CAUTION: Sometimes, a drive that has previously been failed by the controller may seem to be operational after the system is power-cycled, or (for a hot-pluggable drive) after the drive has been removed and reinserted. However, continued use of such marginal drives may eventually result in data loss. Replace the marginal drive as soon as possible
There are several other factors to remember when replacing a hard drive:
·
Non-hot-pluggable drives should only be replaced while the system is
powered down.
·
Hot-pluggable drives can be removed and replaced at any time, whether the
host or storage system power is on or off.
·
When a hot-pluggable drive is inserted, all disk activity on the array
pauses while the new drive is spinning up (usually 20 seconds or so). If the
drive is inserted while power is on, in a fault-tolerant configuration, data
recovery onto the replacement drive begins automatically (indicated by the
blinking Online LED).
·
Replacement drives must have a capacity no less than that of the smallest
drive in the array. Drives of insufficient capacity will be failed immediately
by the controller before automatic data recovery can begin.
When
you set the SCSI ID jumpers manually, check the ID value to be sure that the
correct physical drive is being replaced. Set the same ID value on the
replacement drive to prevent SCSI ID conflicts.

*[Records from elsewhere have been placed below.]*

impl EventIndex {
    /// Create an empty index presized for `initial_buckets` terms, capping
    /// the expiration table at `max_size` tracked pairs.
    #[must_use]
    pub fn new(initial_buckets: usize, max_size: usize) -> Self {
        Self {
            store: PostingStore::with_capacity(initial_buckets),
            writer: Mutex::new(WriterState::default()),
            max_size,
        }
    }

    /// Reader-side access to the posting store.
    #[must_use]
    pub fn store(&self) -> &PostingStore {
        &self.store
    }

    /// Stage one upsert and refresh its deadline. Returns the number of
    /// staged edits (1).
    pub fn update(
        &self,
        doc_id: DocId,
        term_id: TermId,
        weight: TermWeight,
        expire_time: ExpireTime,
    ) -> usize {
        let mut w = self.lock_writer();
        w.expire.update((term_id, doc_id), expire_time);
        w.changeset.push_upsert(term_id, doc_id, weight);
        1
    }

    /// Stage every tuple of a batch under one lock acquisition. Returns the
    /// number of staged edits.
    pub fn batch_update(&self, batch: &[EventTuple]) -> usize {
        let mut w = self.lock_writer();
        for tuple in batch {
            w.expire
                .update((tuple.term_id, tuple.doc_id), tuple.expire_time);
            w.changeset
                .push_upsert(tuple.term_id, tuple.doc_id, tuple.weight);
        }
        batch.len()
    }

    /// Stage an explicit posting removal. The deadline entry, if any, is left
    /// to pop later as a no-op.
    pub fn remove(&self, doc_id: DocId, term_id: TermId) {
        self.lock_writer().changeset.push_delete(term_id, doc_id);
    }

    /// Publish all staged edits and sweep expirations, atomically with
    /// respect to readers. Returns `(edits_applied, pairs_expired)`.
    ///
    /// Expiration deletes are ordered ahead of the staged changeset, so an
    /// upsert staged in the same window re-inserts the posting it would
    /// otherwise lose.
    pub fn apply(&self, now: ExpireTime) -> (usize, usize) {
        let mut w = self.lock_writer();
        let expired = w.expire.expire_with_limit(now, self.max_size);
        let staged = w.changeset.drain();

        let mut per_term: HashMap<TermId, Vec<TermOp>> = HashMap::new();
        for ((term_id, doc_id), _) in &expired {
            per_term.entry(*term_id).or_default().push(TermOp {
                doc_id: *doc_id,
                weight: None,
            });
        }
        for edit in &staged {
            let op = match *edit {
                Edit::Upsert {
                    doc_id, weight, ..
                } => TermOp {
                    doc_id,
                    weight: Some(weight),
                },
                Edit::Delete { doc_id, .. } => TermOp {
                    doc_id,
                    weight: None,
                },
            };
            per_term.entry(edit.term_id()).or_default().push(op);
        }

        for (term_id, ops) in per_term {
            if let [op] = ops.as_slice() {
                match op.weight {
                    Some(weight) => self.store.upsert(term_id, op.doc_id, weight),
                    None => self.store.remove(term_id, op.doc_id),
                }
                continue;
            }
            let current = self.store.lookup(term_id);
            let next = match current.as_deref() {
                Some(cur) if ops.len() * REBUILD_FACTOR < cur.len() => {
                    apply_incremental(cur, &ops)
                }
                cur => rebuild(cur, &ops),
            };
            self.store.publish(term_id, Arc::new(next));
        }

        (staged.len(), expired.len())
    }

    /// Prune empty posting lists. Held under the writer lock so no apply can
    /// interleave with the pass.
    pub fn compact(&self) -> usize {
        let _w = self.lock_writer();
        self.store.compact()
    }

    /// Tracked deadline pairs, under the writer lock.
    #[must_use]
    pub fn expire_table_size(&self) -> usize {
        self.lock_writer().expire.size()
    }

    /// Copy the published postings and the deadline table in deterministic
    /// order. Holds the writer lock for the duration, quiescing writers;
    /// staged-but-unapplied edits are not part of the snapshot.
    #[must_use]
    pub fn snapshot(&self) -> IndexSnapshot {
        let w = self.lock_writer();

        let mut postings: Vec<(TermId, Vec<Posting>)> = Vec::new();
        self.store
            .iterate_terms(|term_id, list| postings.push((term_id, list.iter().collect())));
        postings.sort_by_key(|(term_id, _)| *term_id);

        let mut expire = Vec::with_capacity(w.expire.size());
        w.expire.for_each(|(term_id, doc_id), expire_time| {
            expire.push(ExpireRecord {
                term_id,
                doc_id,
                expire_time,
            });
        });
        expire.sort();

        IndexSnapshot { postings, expire }
    }

    /// Populate an empty index from a decoded snapshot.
    pub fn load_snapshot(&self, snapshot: IndexSnapshot) {
        let mut w = self.lock_writer();
        for (term_id, entries) in snapshot.postings {
            self.store
                .publish(term_id, Arc::new(PostingList::from_sorted(entries)));
        }
        for rec in snapshot.expire {
            w.expire.update((rec.term_id, rec.doc_id), rec.expire_time);
        }
    }

    fn lock_writer(&self) -> std::sync::MutexGuard<'_, WriterState> {
        // A poisoned writer lock means a writer panicked mid-stage; the
        // invariants are gone and continuing would publish torn state.
        self.writer.lock().expect("writer lock poisoned")
    }
}
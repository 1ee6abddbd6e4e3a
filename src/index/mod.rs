/// Staged, unpublished edits awaiting an apply.
pub mod changeset;
/// Event index binding the posting store and the expiration table.
pub mod event;
/// Deadline-ordered expiration table.
pub mod expire;
/// Index manager: maintenance task and snapshot dump/load.
pub mod manager;
/// Immutable posting-list versions.
pub mod posting;
/// Concurrent term-to-posting-list store.
pub mod store;

pub use event::EventIndex;
pub use expire::ExpireTable;
pub use manager::IndexManager;
pub use posting::{Posting, PostingList};
pub use store::PostingStore;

CAUTION: In systems using external data storage, take care that the server is the first unit to be powered down and the last to be powered back up. Doing this ensures that the system will not erroneously mark the drives as failed
The rebuild operation takes several hours, even if the system is not busy
while the rebuild is in progress. System performance and fault tolerance are
both affected until the rebuild has finished. Therefore, replace drives during
low activity periods whenever possible. In addition, be sure that all logical
volumes on the same array as the drive being replaced have a current, valid
backup.
If another drive in the array fails while fault tolerance is unavailable
during rebuild, a fatal system error may occur. If this happens, all data on the
array is lost. In exceptional cases, however, failure of another drive need not
lead to a fatal system error. These exceptions
include:
·
Failure after activation of a spare drive
·
Failure of a drive that is not mirrored to any other failed drives (in a
RAID 1+0 configuration)
·
Failure of a second drive in a RAID ADG configuration
When a hard drive is replaced, the controller gathers fault-tolerance
data from the remaining drives in the array. This data is then used to rebuild
the missing data (originally on the failed drive) onto the replacement drive. If
more than one drive is removed at a time, the fault-tolerance data is
incomplete. The missing data cannot then be reconstructed and is likely to be
permanently lost.
To minimize the likelihood of fatal system errors, take these precautions
when removing failed drives:
·
Do not remove a degraded drive if any other member of the array is
offline (the Online LED is off). In this condition, no other drive in the array
can be removed without data loss.
o
There are some exceptions:
§
When RAID 1+0 is used, drives are mirrored in pairs. Several drives can
be in a failed condition simultaneously (and they can all be replaced
simultaneously) without data loss, as long as no two failed drives belong to the
same mirrored pair.
§
When RAID ADG is used, two drives can fail simultaneously (and be
replaced simultaneously) without data loss.
§
If an online spare has an unlit Online LED (it is offline), the degraded
drive can still be replaced.
·
Do not remove a second drive from an array until the
first failed or missing drive has been replaced and the rebuild process is
complete. (When the rebuild is complete, the Online LED on the front of the
drive stops blinking.)
o
There are some exceptions
§
In RAID ADG configurations, any two drives in the
array can be replaced simultaneously
§
In RAID 1+0 configurations, any drives that are not
mirrored to other removed or failed drives can be simultaneously replaced
offline without data loss
You can move drives to other ID positions on the same array controller.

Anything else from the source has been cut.